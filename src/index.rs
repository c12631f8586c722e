//! Queryable snapshot of the registered route table.
//!
//! The normalizer never asks the live router anything. It takes a snapshot
//! of the route patterns at registration time and answers two questions per
//! request: does this exact path match a route, and does the path with its
//! trailing slash toggled match one. Routes added after the snapshot is
//! taken are invisible to it.

use http::Method;

use crate::pattern::RoutePattern;

/// Immutable view of the route table, indexed for slash-variant lookups.
pub struct RouteIndex {
    patterns: Vec<RoutePattern>,
}

impl RouteIndex {
    /// Builds the index from a route-pattern snapshot.
    pub fn new(patterns: Vec<RoutePattern>) -> Self {
        Self { patterns }
    }

    /// True iff some registered pattern matches `path` exactly
    /// (slash-sensitive) for `method`.
    pub fn has_exact_route(&self, method: &Method, path: &str) -> bool {
        self.patterns
            .iter()
            .any(|p| method_matches(p.method(), method) && p.matches(path))
    }

    /// True iff some registered pattern matches `path` with its trailing
    /// slash toggled: appended if absent, stripped if present.
    ///
    /// The caller guards the root path; toggling `/` is never meaningful.
    pub fn has_alternate_slash_route(&self, method: &Method, path: &str) -> bool {
        self.has_exact_route(method, &toggle_slash(path))
    }
}

/// Appends a trailing slash if `path` lacks one, strips it otherwise.
pub(crate) fn toggle_slash(path: &str) -> String {
    match path.strip_suffix('/') {
        Some(stripped) => stripped.to_owned(),
        None => format!("{path}/"),
    }
}

/// HEAD requests are served by GET handlers when no HEAD route exists, so
/// the index must count GET routes as matches for HEAD. Anything else is an
/// exact comparison.
fn method_matches(registered: &Method, requested: &Method) -> bool {
    registered == requested || (*requested == Method::HEAD && *registered == Method::GET)
}
//! Composed campaign flow: the ordered, platform-deliverable timeline.
//!
//! A [`CampaignFlow`] is produced once by the
//! [`SequenceComposer`](crate::compose::SequenceComposer) and is immutable
//! afterward, except for its export cache: named export formats are rendered
//! lazily on first request and memoized, all derived from the same canonical
//! [`DeliveryStep`] list.

use crate::export::ExportFormat;
use crate::types::{CampaignType, Channel, MessageUnit};
use chrono::{DateTime, Utc};
use serde::{Deserialize, Serialize};
use serde_json::Value;
use std::collections::HashMap;

/// Sentinel `nextStep` value marking the end of the timeline in exported
/// representations.
pub const END_FLOW: &str = "end_flow";

/// One node in the composed delivery timeline.
///
/// Steps form a linked list via `next_step`; the last step's pointer is
/// `None` and renders as [`END_FLOW`] in exports.
#[derive(Debug, Clone, Serialize, Deserialize)]
pub struct DeliveryStep {
    /// Synthetic id, `step_1` through `step_n` in timeline order.
    pub id: String,
    pub channel: Channel,
    /// Display name, e.g. `"Email 2"` (per-channel sequence number).
    pub name: String,
    /// Resolved delay after the entry trigger, in hours.
    pub delay_hours: u32,
    /// The message this step delivers.
    pub message: MessageUnit,
    /// Applicability conditions checked before delivery.
    pub conditions: Vec<DeliveryCondition>,
    /// Id of the following step; `None` for the last step.
    pub next_step: Option<String>,
}

impl DeliveryStep {
    /// The `nextStep` value as exported: the following step's id or the
    /// [`END_FLOW`] sentinel.
    pub fn next_step_label(&self) -> &str {
        self.next_step.as_deref().unwrap_or(END_FLOW)
    }
}

/// A precondition for delivering one step.
#[derive(Debug, Clone, Serialize, Deserialize)]
pub struct DeliveryCondition {
    pub kind: String,
    pub description: String,
}

impl DeliveryCondition {
    pub fn new(kind: impl Into<String>, description: impl Into<String>) -> Self {
        Self {
            kind: kind.into(),
            description: description.into(),
        }
    }
}

/// Entry trigger that starts the flow for a user.
#[derive(Debug, Clone, Serialize, Deserialize)]
pub struct EntryTrigger {
    /// Trigger type resolved from the campaign type
    /// (e.g. `cart_abandonment`).
    pub trigger_type: String,
    pub description: String,
}

/// A condition that removes a user from the flow or completes it.
#[derive(Debug, Clone, Serialize, Deserialize)]
pub struct ExitTrigger {
    pub kind: String,
    pub condition: String,
    pub action: String,
}

/// The three fixed exit triggers carried by every flow, regardless of
/// campaign type.
pub fn standard_exit_triggers() -> Vec<ExitTrigger> {
    vec![
        ExitTrigger {
            kind: "goal_achieved".to_string(),
            condition: "user_converts".to_string(),
            action: "remove_from_flow".to_string(),
        },
        ExitTrigger {
            kind: "user_action".to_string(),
            condition: "unsubscribe".to_string(),
            action: "remove_from_flow".to_string(),
        },
        ExitTrigger {
            kind: "time_limit".to_string(),
            condition: "30_days_elapsed".to_string(),
            action: "complete_flow".to_string(),
        },
    ]
}

/// A named audience segment with its membership conditions.
#[derive(Debug, Clone, Serialize, Deserialize)]
pub struct Segment {
    pub name: String,
    pub description: String,
    pub conditions: Vec<String>,
}

/// Targeting and exclusion rules for the flow.
#[derive(Debug, Clone, Serialize, Deserialize)]
pub struct Segmentation {
    pub target_segments: Vec<Segment>,
    /// Always contains the two standard exclusions (recent converters,
    /// suppressed users).
    pub exclusion_segments: Vec<Segment>,
}

/// Personalization tags in use across the flow plus their fallbacks.
#[derive(Debug, Clone, Serialize, Deserialize)]
pub struct Personalization {
    /// All distinct `{{tag}}` placeholders used by any message, sorted.
    pub tags_used: Vec<String>,
    /// Substitutions applied when a tag has no value for a recipient.
    pub fallback_values: HashMap<String, String>,
}

/// Frequency caps and send-window policy.
#[derive(Debug, Clone, Serialize, Deserialize)]
pub struct TimingRules {
    pub max_emails_per_day: u32,
    pub max_sms_per_week: u32,
    pub respect_quiet_hours: bool,
    /// Quiet-hours window as `(start, end)` local times, `"HH:MM"`.
    pub quiet_hours: (String, String),
}

impl Default for TimingRules {
    fn default() -> Self {
        Self {
            max_emails_per_day: 2,
            max_sms_per_week: 3,
            respect_quiet_hours: true,
            quiet_hours: ("22:00".to_string(), "08:00".to_string()),
        }
    }
}

/// The finalized composition: one campaign's deliverable timeline.
#[derive(Debug, Clone, Serialize, Deserialize)]
pub struct CampaignFlow {
    /// Unique per run: `<campaign_slug>_flow_<YYYYmmdd_HHMMSS>`.
    pub flow_id: String,
    /// Human-readable: `<brand> - <campaign display name> Campaign`.
    pub name: String,
    pub campaign_type: CampaignType,
    pub created_at: DateTime<Utc>,
    /// Always `"draft"` at composition time.
    pub status: String,
    pub entry_trigger: EntryTrigger,
    pub exit_triggers: Vec<ExitTrigger>,
    pub steps: Vec<DeliveryStep>,
    pub segmentation: Segmentation,
    pub personalization: Personalization,
    pub timing: TimingRules,
    /// Lazily rendered export representations, keyed by format.
    #[serde(skip)]
    exports: HashMap<ExportFormat, Value>,
}

impl CampaignFlow {
    pub(crate) fn new(
        flow_id: String,
        name: String,
        campaign_type: CampaignType,
        entry_trigger: EntryTrigger,
        steps: Vec<DeliveryStep>,
        segmentation: Segmentation,
        personalization: Personalization,
    ) -> Self {
        Self {
            flow_id,
            name,
            campaign_type,
            created_at: Utc::now(),
            status: "draft".to_string(),
            entry_trigger,
            exit_triggers: standard_exit_triggers(),
            steps,
            segmentation,
            personalization,
            timing: TimingRules::default(),
            exports: HashMap::new(),
        }
    }

    /// Render the flow in the named export format, memoizing the result.
    ///
    /// Rendering is a pure projection of the flow's fields, so repeated
    /// calls return identical output.
    pub fn to_export_format(&mut self, format: ExportFormat) -> &Value {
        if !self.exports.contains_key(&format) {
            let rendered = crate::export::render(self, format);
            self.exports.insert(format, rendered);
        }
        &self.exports[&format]
    }

    /// Render without touching the cache. Used by callers holding only a
    /// shared reference.
    pub fn render_export(&self, format: ExportFormat) -> Value {
        crate::export::render(self, format)
    }

    /// Number of delivery steps in the timeline.
    pub fn step_count(&self) -> usize {
        self.steps.len()
    }
}

#[cfg(test)]
mod tests {
    use super::*;

    #[test]
    fn test_standard_exit_triggers_fixed_policy() {
        let triggers = standard_exit_triggers();
        assert_eq!(triggers.len(), 3);
        assert_eq!(triggers[0].kind, "goal_achieved");
        assert_eq!(triggers[1].condition, "unsubscribe");
        assert_eq!(triggers[2].action, "complete_flow");
    }

    #[test]
    fn test_next_step_label_sentinel() {
        let step = DeliveryStep {
            id: "step_1".to_string(),
            channel: Channel::Email,
            name: "Email 1".to_string(),
            delay_hours: 1,
            message: MessageUnit::email(1, "Hi", "Body"),
            conditions: Vec::new(),
            next_step: None,
        };
        assert_eq!(step.next_step_label(), END_FLOW);
    }

    #[test]
    fn test_timing_defaults() {
        let timing = TimingRules::default();
        assert_eq!(timing.max_emails_per_day, 2);
        assert_eq!(timing.max_sms_per_week, 3);
        assert_eq!(timing.quiet_hours.0, "22:00");
    }
}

————————

Show, from the entries above, every line that includes the string "DateTime".

OUTPUT OF THE EXERCISE:
use chrono::{DateTime, Utc};
    pub created_at: DateTime<Utc>,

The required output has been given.